Scan the material below for the word "RowCreationResult", then copy every line in which it appears.

[Start of Attachment]

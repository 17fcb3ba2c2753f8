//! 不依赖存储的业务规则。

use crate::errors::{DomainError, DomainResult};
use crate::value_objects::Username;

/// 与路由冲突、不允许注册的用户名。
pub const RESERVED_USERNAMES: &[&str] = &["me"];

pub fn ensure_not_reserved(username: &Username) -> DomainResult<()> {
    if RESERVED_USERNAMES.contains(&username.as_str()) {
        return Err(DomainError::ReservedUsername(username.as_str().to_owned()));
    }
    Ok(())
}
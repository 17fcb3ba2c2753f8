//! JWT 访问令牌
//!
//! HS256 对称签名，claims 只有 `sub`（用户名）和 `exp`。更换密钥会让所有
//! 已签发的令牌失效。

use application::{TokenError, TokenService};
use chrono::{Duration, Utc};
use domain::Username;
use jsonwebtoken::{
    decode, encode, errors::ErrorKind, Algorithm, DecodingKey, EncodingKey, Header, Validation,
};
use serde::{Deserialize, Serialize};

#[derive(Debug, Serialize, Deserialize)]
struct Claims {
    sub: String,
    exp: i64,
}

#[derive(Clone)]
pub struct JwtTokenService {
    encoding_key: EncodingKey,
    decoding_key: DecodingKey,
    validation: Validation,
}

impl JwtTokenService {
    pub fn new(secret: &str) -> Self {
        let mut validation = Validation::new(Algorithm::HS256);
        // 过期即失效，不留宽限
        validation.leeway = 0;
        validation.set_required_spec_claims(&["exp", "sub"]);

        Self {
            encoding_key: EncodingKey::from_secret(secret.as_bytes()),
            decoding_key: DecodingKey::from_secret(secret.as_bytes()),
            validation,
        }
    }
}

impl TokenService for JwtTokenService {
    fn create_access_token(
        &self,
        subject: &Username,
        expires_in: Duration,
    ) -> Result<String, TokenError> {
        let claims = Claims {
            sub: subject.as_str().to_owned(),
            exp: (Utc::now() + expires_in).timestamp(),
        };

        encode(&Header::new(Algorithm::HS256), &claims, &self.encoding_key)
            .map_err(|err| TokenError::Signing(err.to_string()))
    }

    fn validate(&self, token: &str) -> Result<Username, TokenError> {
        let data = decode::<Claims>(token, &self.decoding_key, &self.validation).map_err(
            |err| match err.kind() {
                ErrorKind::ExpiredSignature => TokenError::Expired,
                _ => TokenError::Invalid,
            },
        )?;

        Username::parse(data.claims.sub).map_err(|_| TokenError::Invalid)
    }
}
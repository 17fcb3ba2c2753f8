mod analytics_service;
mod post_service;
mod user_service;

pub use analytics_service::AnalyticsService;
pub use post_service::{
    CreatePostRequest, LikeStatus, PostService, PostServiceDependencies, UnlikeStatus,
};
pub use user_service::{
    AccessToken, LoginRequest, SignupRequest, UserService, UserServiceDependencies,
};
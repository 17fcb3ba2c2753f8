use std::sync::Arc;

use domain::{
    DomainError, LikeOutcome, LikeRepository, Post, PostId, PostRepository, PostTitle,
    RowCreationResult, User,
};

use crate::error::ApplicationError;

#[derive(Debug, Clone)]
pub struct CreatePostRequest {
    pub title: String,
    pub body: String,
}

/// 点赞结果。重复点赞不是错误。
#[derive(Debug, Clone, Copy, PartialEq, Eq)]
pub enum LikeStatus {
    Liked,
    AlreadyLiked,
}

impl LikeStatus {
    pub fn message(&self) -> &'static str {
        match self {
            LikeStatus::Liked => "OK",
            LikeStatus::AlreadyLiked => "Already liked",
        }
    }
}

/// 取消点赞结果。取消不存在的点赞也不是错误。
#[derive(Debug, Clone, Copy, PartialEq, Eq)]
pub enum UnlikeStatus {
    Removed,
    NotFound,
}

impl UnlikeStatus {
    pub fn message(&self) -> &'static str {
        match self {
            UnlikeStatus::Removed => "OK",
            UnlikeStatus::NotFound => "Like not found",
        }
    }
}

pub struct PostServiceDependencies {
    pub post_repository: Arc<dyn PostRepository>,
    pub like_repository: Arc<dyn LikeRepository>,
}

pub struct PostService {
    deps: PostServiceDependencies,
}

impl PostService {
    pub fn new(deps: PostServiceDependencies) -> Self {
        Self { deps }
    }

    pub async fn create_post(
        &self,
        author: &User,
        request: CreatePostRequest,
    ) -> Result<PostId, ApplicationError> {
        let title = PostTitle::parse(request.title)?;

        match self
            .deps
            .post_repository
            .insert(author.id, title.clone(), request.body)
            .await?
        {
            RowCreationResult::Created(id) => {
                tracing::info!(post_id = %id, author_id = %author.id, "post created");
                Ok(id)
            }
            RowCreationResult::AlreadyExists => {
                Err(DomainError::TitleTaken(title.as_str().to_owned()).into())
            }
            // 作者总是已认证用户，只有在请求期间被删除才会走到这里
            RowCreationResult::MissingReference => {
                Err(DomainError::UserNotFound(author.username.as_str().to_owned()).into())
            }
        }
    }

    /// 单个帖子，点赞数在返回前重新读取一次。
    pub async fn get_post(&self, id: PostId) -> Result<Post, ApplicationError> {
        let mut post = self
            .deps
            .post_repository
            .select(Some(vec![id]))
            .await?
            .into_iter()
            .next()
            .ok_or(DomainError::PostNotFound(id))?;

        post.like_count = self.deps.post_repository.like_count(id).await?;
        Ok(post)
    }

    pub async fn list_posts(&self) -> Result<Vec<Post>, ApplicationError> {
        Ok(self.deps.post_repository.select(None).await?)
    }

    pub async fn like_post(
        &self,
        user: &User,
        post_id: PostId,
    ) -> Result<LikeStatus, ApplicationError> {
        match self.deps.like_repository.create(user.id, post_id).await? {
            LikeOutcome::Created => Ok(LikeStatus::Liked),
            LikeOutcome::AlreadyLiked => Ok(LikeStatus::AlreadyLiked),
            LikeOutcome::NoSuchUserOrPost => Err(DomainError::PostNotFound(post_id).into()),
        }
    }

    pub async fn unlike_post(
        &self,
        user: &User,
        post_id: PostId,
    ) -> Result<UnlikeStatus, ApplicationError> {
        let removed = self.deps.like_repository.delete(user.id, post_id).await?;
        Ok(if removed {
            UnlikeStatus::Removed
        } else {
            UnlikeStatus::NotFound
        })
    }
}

[End of Attachment]

Answer box:
    RowCreationResult, User,
            RowCreationResult::Created(id) => {
            RowCreationResult::AlreadyExists => {
            RowCreationResult::MissingReference => {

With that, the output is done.